According to reports from the Mexican daily El Universal, the new duties target a wide range of sectors critical to Asian exporters. The list includes auto parts, light cars, clothing, plastics, steel, household appliances, toys, textiles, furniture, footwear, leather goods, paper, cardboard, motorcycles, aluminium, trailers, glass, soaps, perfumes, and cosmetics. Countries without existing trade agreements with Mexico—specifically India, South Korea, China, Thailand, and Indonesia—will bear the brunt of these measures.
The Mexican government frames the move as an effort to reduce reliance on Asian imports, particularly from China, with which it runs a substantial trade deficit. Mexico imported approximately $130 billion worth of Chinese goods in 2024 alone. The tariffs are also projected to generate an additional $3.8 billion in revenue while shielding domestic industries.
“We believe that supporting [Mexican] industry is to create jobs,” stated Deputy Ricardo Monreal, leader of the ruling Morena party in the Chamber of Deputies, reflecting the administration’s focus on boosting local manufacturing and employment.
However, analysts from outlets like El Financiero suggest an underlying geopolitical motive: the tariffs may be designed to appease the United States ahead of the scheduled review of the United States-Mexico-Canada Agreement (USMCA), by aligning more closely with U.S. trade policy objectives and reducing Asian competition in key sectors.
China has already issued a strong rebuke. A Chinese government spokesperson stated that Beijing “has always opposed unilateral tariff hikes in all forms” and urged Mexico to “correct its wrong practices of unilateralism and protectionism at an early date.” This sets the stage for potential trade tensions between two of the world’s largest manufacturing hubs.
For India, the impact is particularly acute in the automotive sector. Mexico is India’s third-largest car export market, trailing only South Africa and Saudi Arabia. The new policy will affect an estimated $1 billion worth of shipments from major Indian exporters like Volkswagen, Hyundai, Nissan, and Maruti Suzuki.
The import duty on cars will jump from 20 per cent to 50 per cent—a staggering increase that threatens to undermine a key growth market for India’s automobile industry. In anticipation of the decision, Indian industry bodies had appealed to the government for urgent diplomatic engagement with Mexico, seeking intervention to mitigate the damage.
Mexico’s decision reflects a broader global trend toward economic nationalism and supply chain reshoring, accelerated by geopolitical tensions and pandemic-era disruptions.

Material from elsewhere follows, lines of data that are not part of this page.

//! Geometric primitives for rasterization.
//!
//! All coordinates are signed integers in pixel space. Nothing here is tied to
//! a particular surface: points may be negative or lie far outside any
//! framebuffer.

use std::fmt;
use std::str::FromStr;

use crate::error::Error;
use crate::render::{LinePoints, Octant};

/// A pixel position with signed integer coordinates.
#[derive(Debug, Clone, Copy, PartialEq, Eq, Hash, Default, PartialOrd, Ord)]
pub struct Point {
    /// X coordinate.
    pub x: i32,
    /// Y coordinate.
    pub y: i32,
}

impl Point {
    /// Origin point (0, 0).
    pub const ORIGIN: Self = Self::new(0, 0);

    /// Create a new point.
    #[must_use]
    pub const fn new(x: i32, y: i32) -> Self {
        Self { x, y }
    }

    /// Chebyshev (chessboard) distance to another point.
    ///
    /// This is the number of steps a line rasterizer takes between the two
    /// points, so a segment covers `chebyshev_distance + 1` pixels.
    #[must_use]
    pub fn chebyshev_distance(self, other: Self) -> u64 {
        let dx = (i64::from(other.x) - i64::from(self.x)).unsigned_abs();
        let dy = (i64::from(other.y) - i64::from(self.y)).unsigned_abs();
        dx.max(dy)
    }
}

impl From<(i32, i32)> for Point {
    fn from((x, y): (i32, i32)) -> Self {
        Self::new(x, y)
    }
}

impl From<Point> for (i32, i32) {
    fn from(p: Point) -> Self {
        (p.x, p.y)
    }
}

/// Parses `X,Y` (whitespace around either number is ignored).
impl FromStr for Point {
    type Err = Error;

    fn from_str(s: &str) -> Result<Self, Self::Err> {
        let invalid = || Error::InvalidPoint(s.to_string());
        let (x, y) = s.split_once(',').ok_or_else(invalid)?;
        let x = x.trim().parse().map_err(|_| invalid())?;
        let y = y.trim().parse().map_err(|_| invalid())?;
        Ok(Self::new(x, y))
    }
}

impl fmt::Display for Point {
    fn fmt(&self, f: &mut fmt::Formatter<'_>) -> fmt::Result {
        write!(f, "({}, {})", self.x, self.y)
    }
}

/// A line segment between two points, inclusive of both ends.
#[derive(Debug, Clone, Copy, PartialEq, Eq, Hash, Default)]
pub struct LineSegment {
    /// Start point.
    pub start: Point,
    /// End point.
    pub end: Point,
}

impl LineSegment {
    /// Create a new line segment.
    #[must_use]
    pub const fn new(start: Point, end: Point) -> Self {
        Self { start, end }
    }

    /// Create a line segment from coordinates.
    #[must_use]
    pub const fn from_coords(x0: i32, y0: i32, x1: i32, y1: i32) -> Self {
        Self::new(Point::new(x0, y0), Point::new(x1, y1))
    }

    /// The same segment traversed in the opposite direction.
    #[must_use]
    pub const fn reversed(self) -> Self {
        Self::new(self.end, self.start)
    }

    /// Whether start and end coincide.
    #[must_use]
    pub fn is_degenerate(&self) -> bool {
        self.start == self.end
    }

    /// Number of pixels the rasterized segment covers.
    #[must_use]
    pub fn pixel_count(&self) -> u64 {
        self.start.chebyshev_distance(self.end) + 1
    }

    /// Direction class of the segment.
    #[must_use]
    pub fn octant(&self) -> Octant {
        Octant::classify(
            i64::from(self.end.x) - i64::from(self.start.x),
            i64::from(self.end.y) - i64::from(self.start.y),
        )
    }

    /// Lazily rasterize the segment, start to end.
    #[must_use]
    pub fn points(&self) -> LinePoints {
        LinePoints::new(self.start, self.end)
    }
}

impl IntoIterator for LineSegment {
    type Item = Point;
    type IntoIter = LinePoints;

    fn into_iter(self) -> Self::IntoIter {
        self.points()
    }
}

impl fmt::Display for LineSegment {
    fn fmt(&self, f: &mut fmt::Formatter<'_>) -> fmt::Result {
        write!(f, "{} -- {}", self.start, self.end)
    }
}

/// An axis-aligned rectangle defined by its top-left corner and size.
#[derive(Debug, Clone, Copy, PartialEq, Eq, Hash, Default)]
pub struct Rect {
    /// X coordinate of the top-left corner.
    pub x: i32,
    /// Y coordinate of the top-left corner.
    pub y: i32,
    /// Width in pixels.
    pub width: u32,
    /// Height in pixels.
    pub height: u32,
}

impl Rect {
    /// Create a new rectangle.
    #[must_use]
    pub const fn new(x: i32, y: i32, width: u32, height: u32) -> Self {
        Self { x, y, width, height }
    }

    /// Square of side `size` centered on a point.
    ///
    /// Even sizes lean towards the top-left.
    #[must_use]
    pub const fn centered(center: Point, size: u32) -> Self {
        let half = (size / 2) as i32;
        Self::new(center.x - half, center.y - half, size, size)
    }

    /// Check if a point is inside the rectangle.
    #[must_use]
    pub fn contains(&self, point: Point) -> bool {
        let (px, py) = (i64::from(point.x), i64::from(point.y));
        let (x, y) = (i64::from(self.x), i64::from(self.y));
        px >= x && px < x + i64::from(self.width) && py >= y && py < y + i64::from(self.height)
    }

    /// Area in pixels.
    #[must_use]
    pub fn area(&self) -> u64 {
        u64::from(self.width) * u64::from(self.height)
    }
}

For Asian exporters, it signals the closing of another major market through targeted protectionism, forcing a strategic rethink of trade diversification and localised production.
As the January 2026 implementation date approaches, affected nations are likely to intensify diplomatic and economic negotiations. For India, the challenge is twofold: navigating the fallout from U.S. tariffs while now confronting new barriers in a crucial North American market. The coming months will test the resilience of global trade frameworks and the ability of emerging economies to adapt to an increasingly fragmented international trade landscape.